Summer has come and so has the downpour. Your property has been flooded. Coping with this disaster seems impossible at first, but here are a few pointers to ease your fears.
If you live in a flood prone area, it is sensible to purchase your own supply of sandbags, which can be placed against doorways, and low-level vents in times of flooding to help minimise the amount of water that enters your home.
General and regular home maintenance is essential and will definitely limit damages and discomfort in times of disaster.
- You should not attempt to drive in flood conditions as you are ultimately putting your life at risk.
- Generally, if the water is deeper than the bottom of your doors or the bottom third of your wheels, it is not advisable to drive through it.
- If trapped in a vehicle during flooding, rather abandon the vehicle and climb to higher ground. It is dangerous to try to drive out of the water to safety.
Electricity & gas supply
Turn off gas and electricity if flooding is definitely about to occur.

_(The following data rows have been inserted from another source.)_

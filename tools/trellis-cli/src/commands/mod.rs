//! CLI command implementations.

pub mod config;
pub mod resolve;
pub mod routes;
pub mod template;

use clap::{Args, Subcommand};

/// Arguments for the routes command.
#[derive(Args)]
pub struct RoutesArgs {
    /// Routes directory (default: from config).
    #[arg(short, long)]
    pub dir: Option<String>,
}

/// Arguments for the match command.
#[derive(Args)]
pub struct MatchArgs {
    /// Pathname to resolve, e.g. `/users/42`.
    pub path: String,

    /// Routes directory (default: from config).
    #[arg(short, long)]
    pub dir: Option<String>,
}

/// Arguments for the template command.
#[derive(Args)]
pub struct TemplateArgs {
    /// Template file (default: from config).
    pub file: Option<String>,
}

/// Arguments for the config command.
#[derive(Args)]
pub struct ConfigArgs {
    #[command(subcommand)]
    pub command: ConfigCommand,
}

#[derive(Subcommand)]
pub enum ConfigCommand {
    /// Show current configuration.
    Show,
    /// Initialize a new config file.
    Init {
        /// Application name (default: directory name).
        #[arg(short, long)]
        name: Option<String>,

        /// Force overwrite existing config.
        #[arg(short, long)]
        force: bool,
    },
    /// Check that the routes directory and template are usable.
    Validate,
}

Tips on how to cope after a flood:
- Firstly, if you need to, seek necessary medical care at the nearest first aid station or hospital. Untreated cuts or injuries can become infected in unsanitary conditions.
- Stay away from flooded areas if possible. Avoid going on ‘sight-seeing’ tours. Stay with your own property to prevent looting after the flood.
- Call your insurance company to tell them what has happened
- Check the Yellow Pages, under Flood Damage, for suppliers of cleaning materials or equipment to dry out your property
- Do not turn on any electrical equipment until you are sure it has dried out
- Contact the gas, electricity and water companies. You'll need to have your supplies checked before you turn them back on.
- Open doors and windows to ventilate your home. It takes a brick about 25mm/a month to dry out. Remember to unblock your airbricks and doorways, but take care to ensure your house is secure against intruders.
- Wash taps and run the water for a few minutes before use. Mains tap water should not be contaminated but check with your local water company if you're concerned.
- Do not allow children to play in floodwater areas and wash children's hands frequently. Disinfect floodwater-affected toys before allowing them to be used.
Do not use any food that has been in contact with floodwater. Contamination is a danger from all sources.